Secondly, the true enquirer is one whose courage is of that rare kind, which enables its possessor to stand upright and to sound his own clear note in the very midst of the turmoil of the world. He is one who has the eye trained to see beyond the fogs and miasmas of the earth, to that centre of peace which presides over all earth's happenings, and that trained attentive ear which (having caught a whisper of the Voice of the Silence) is kept tuned to that high vibration, and is thus deaf to all lesser alluring voices. This again brings loneliness, and produces that aloofness which all less evolved souls feel when in the presence of those who are forging ahead.

A paradoxical situation is brought about from the fact that the disciple is told to enquire the Way, and yet there is none to tell him. Those who know the Way may not speak, knowing that the Path is constructed by the aspirant as the spider spins its web out of the centre of his own being . . .

Obey the inward impulses of the soul. ... It is no easy or flattering task to find oneself out, and to discover that perhaps even the service we have rendered, and our longing to study and work, has had a basically selfish origin, and resting on a desire for liberation, or a distaste for the humdrum duties of everyday. He who seeks to obey the impulses of the soul, has to cultivate an accuracy of summation and a truthfulness with himself, which is rare indeed these days. Let him say to himself "I must to my own Self be true", and in the private moments of his life, and in the secrecy of his own meditation, let him not gloss over one fault, nor excuse himself along a single line. Let him learn to diagnose his own words, deeds, and motives, and to call things by their true names. Only thus will he train himself in [Page 90] spiritual discrimination and learn to recognise truth in all things. Only thus will the reality be arrived at and the true Self known.

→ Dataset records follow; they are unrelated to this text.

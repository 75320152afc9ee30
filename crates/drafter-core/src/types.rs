//! Enumerations shared by the store, service, and router layers.

use std::fmt;
use std::str::FromStr;

use serde::{Deserialize, Serialize};

use crate::error::CoreError;

/// Kind of object a draft builds up. Immutable once a draft exists.
#[derive(Debug, Clone, Copy, PartialEq, Eq, Hash, Serialize, Deserialize)]
#[serde(rename_all = "snake_case")]
pub enum DraftType {
    Email,
    CalendarEvent,
}

impl DraftType {
    pub const ALL: [Self; 2] = [Self::Email, Self::CalendarEvent];

    #[must_use]
    pub const fn as_str(self) -> &'static str {
        match self {
            Self::Email => "email",
            Self::CalendarEvent => "calendar_event",
        }
    }
}

impl fmt::Display for DraftType {
    fn fmt(&self, f: &mut fmt::Formatter<'_>) -> fmt::Result {
        f.write_str(self.as_str())
    }
}

impl FromStr for DraftType {
    type Err = CoreError;

    fn from_str(s: &str) -> Result<Self, Self::Err> {
        match s.trim().to_ascii_lowercase().as_str() {
            "email" => Ok(Self::Email),
            "calendar_event" | "calendar" | "event" => Ok(Self::CalendarEvent),
            other => Err(CoreError::InvalidInput(format!(
                "unknown draft type '{other}'"
            ))),
        }
    }
}

/// Lifecycle status of a draft.
///
/// `Active` is the only status that accepts ordinary updates. `ComposioError`
/// marks a rejected delivery; the next accepted update resets it to `Active`.
#[derive(Debug, Clone, Copy, PartialEq, Eq, Hash, Serialize, Deserialize)]
#[serde(rename_all = "snake_case")]
pub enum DraftStatus {
    Active,
    Closed,
    ComposioError,
}

impl DraftStatus {
    #[must_use]
    pub const fn as_str(self) -> &'static str {
        match self {
            Self::Active => "active",
            Self::Closed => "closed",
            Self::ComposioError => "composio_error",
        }
    }

    /// Statuses a draft may be closed into.
    #[must_use]
    pub const fn is_terminal(self) -> bool {
        matches!(self, Self::Closed | Self::ComposioError)
    }

    /// Whether `update` is accepted in this status.
    #[must_use]
    pub const fn accepts_updates(self) -> bool {
        matches!(self, Self::Active | Self::ComposioError)
    }
}

impl fmt::Display for DraftStatus {
    fn fmt(&self, f: &mut fmt::Formatter<'_>) -> fmt::Result {
        f.write_str(self.as_str())
    }
}

impl FromStr for DraftStatus {
    type Err = CoreError;

    fn from_str(s: &str) -> Result<Self, Self::Err> {
        match s {
            "active" => Ok(Self::Active),
            "closed" => Ok(Self::Closed),
            "composio_error" => Ok(Self::ComposioError),
            other => Err(CoreError::InvalidInput(format!(
                "unknown draft status '{other}'"
            ))),
        }
    }
}

/// What part of an anchored draft a follow-up message is about.
#[derive(Debug, Clone, Copy, PartialEq, Eq, Hash, Serialize, Deserialize)]
#[serde(rename_all = "snake_case")]
pub enum UpdateCategory {
    SubjectTitle,
    BodyDescription,
    RecipientsAttendees,
    TimeSchedule,
    Location,
    CompletionFinalization,
    ContentApplication,
    GeneralContent,
}

impl UpdateCategory {
    pub const ALL: [Self; 8] = [
        Self::SubjectTitle,
        Self::BodyDescription,
        Self::RecipientsAttendees,
        Self::TimeSchedule,
        Self::Location,
        Self::CompletionFinalization,
        Self::ContentApplication,
        Self::GeneralContent,
    ];

    #[must_use]
    pub const fn as_str(self) -> &'static str {
        match self {
            Self::SubjectTitle => "subject_title",
            Self::BodyDescription => "body_description",
            Self::RecipientsAttendees => "recipients_attendees",
            Self::TimeSchedule => "time_schedule",
            Self::Location => "location",
            Self::CompletionFinalization => "completion_finalization",
            Self::ContentApplication => "content_application",
            Self::GeneralContent => "general_content",
        }
    }

    /// Categories whose content comes from earlier assistant turns rather
    /// than from the user message itself. Empty field updates are expected.
    #[must_use]
    pub const fn uses_conversation_content(self) -> bool {
        matches!(self, Self::CompletionFinalization | Self::ContentApplication)
    }
}

impl fmt::Display for UpdateCategory {
    fn fmt(&self, f: &mut fmt::Formatter<'_>) -> fmt::Result {
        f.write_str(self.as_str())
    }
}

impl FromStr for UpdateCategory {
    type Err = CoreError;

    fn from_str(s: &str) -> Result<Self, Self::Err> {
        let normalized = s.trim().to_ascii_lowercase();
        Self::ALL
            .into_iter()
            .find(|c| c.as_str() == normalized)
            .ok_or_else(|| CoreError::InvalidInput(format!("unknown update category '{s}'")))
    }
}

Pay no consideration to the prudential considerations of worldly science and sagacity. If the aspirant has need to cultivate a capacity to be truthful in all things, he has likewise need to cultivate courage. It will be needful for him to run counter consistently to the world's opinion, and to the very best expression of that opinion, and this with frequency. He has to learn to do the right thing as he sees and knows it, irrespective of the opinion of earth's greatest and most quoted. He must depend upon himself and upon the conclusions he himself has come to in his moments of spiritual communion and illumination. It is here that so many aspirants fail. They do not do the very best they know; they fail to act in detail as their inner voice tells them; they leave undone certain things which they are prompted to do in their moments of meditation, and fail to speak the word which their spiritual mentor, the Self, urges them to speak. It is in the aggregate of these unaccomplished details that the big failures are seen.

There are no trifles in the life of the disciple, and an unspoken word or unfulfilled action may prove the factor which is holding a man from initiation.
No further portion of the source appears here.